彼らの姿はすでに、元の形が人なのか魔物なのかもわからないほどに膨れ上がっている。
だが、この異形が『魔化』による影響なのだとしたら、それだけを破壊することで元の姿に戻し『魔剣』を取り除くことができるのではないだろうか……
可能性は高くないかもしれないが、試すだけの価値はある。
だがそのためには……
「さすがに、この剣で戦うのは無理か」
召喚によって生み出した剣は、普通に戦う分には問題ない性能を持っているが、これだけの数の魔化物を相手に、しかもその外殻だけを破壊するとなると、難しい。

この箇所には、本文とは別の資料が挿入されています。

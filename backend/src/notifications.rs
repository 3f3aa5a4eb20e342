use serde::Serialize;

use lokitos_types::Notification;

use crate::BackendError;
use crate::client::{BackendClient, eq};

#[derive(Serialize)]
struct MarkRead {
    read: bool,
}

impl BackendClient {
    /// Most recent notifications for the viewer, newest first.
    pub async fn notifications(&self, limit: usize) -> Result<Vec<Notification>, BackendError> {
        let viewer = self.require_viewer()?;
        self.select(
            "notifications",
            &[
                ("recipient_id", eq(&viewer)),
                ("order", "created_at.desc".to_string()),
                ("limit", limit.to_string()),
            ],
        )
        .await
    }

    pub async fn mark_notifications_read(&self) -> Result<(), BackendError> {
        let viewer = self.require_viewer()?;
        self.update_where(
            "notifications",
            &[("recipient_id", eq(&viewer)), ("read", "eq.false".to_string())],
            &MarkRead { read: true },
        )
        .await
    }
}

むしろこれは邪魔になるからどこかに置いておきたいのだが、そのあたりに放置するのは……
どうしたものか。最悪、地面に突き刺しておけばあとから回収するときにわかりやすいか?
そんなことを考えていると、不意に「召喚した剣なのだから、召喚を解除できないか?」という考えが思い浮かぶ。
聖剣や魔剣の召喚を解除していた時と同じような感じで召喚した剣に意識を向けると、確かな手応えがある……どうやら、うまくいきそうだ。
召喚された剣は光の粒になって消滅し、手の平から俺の中に溶け込んでいく。
回収できている……ということは、この剣の召喚に使ったポイントがいくらか還元されていると信じたいところだが、その確認は後回しだ。
右手にソラワリを、左手にコトワリを装備すると、何でもできそうな気分になってくる。さすがは伝説の剣。
一度普通の剣を使ったからよくわかるのかもしれないが、この剣は正しい方向に斬りつけることで、それこそ名前の通り、空気……いや空間さえも切り裂くことができそうだ。
そして、コトワリ……こっちには切れ味は特にない。一見するとただの棒だ……が、少なくともソラワリの斬撃でも傷一つつかない程度には頑丈なようだ。
無謀に突撃してくる魔化した勇者や魔物の勢いを止めるのであれば、むしろこっちの方が使いやすいかもしれないな。
勇者や魔物の本体にはできるだけ傷をつけず、浮き出した膿だけを取り除く……
暴れ回る患者の身体にメスを入れて外科手術をするような荒療治だが、俺がやらなければ将軍の道具として使い潰される運命になるのだから、やるしかない。
気合いを入れる意味も込めて一度深呼吸をすると、アカリと将軍の方から金属が砕けるような、バキッと言う鈍い音が聞こえてきた。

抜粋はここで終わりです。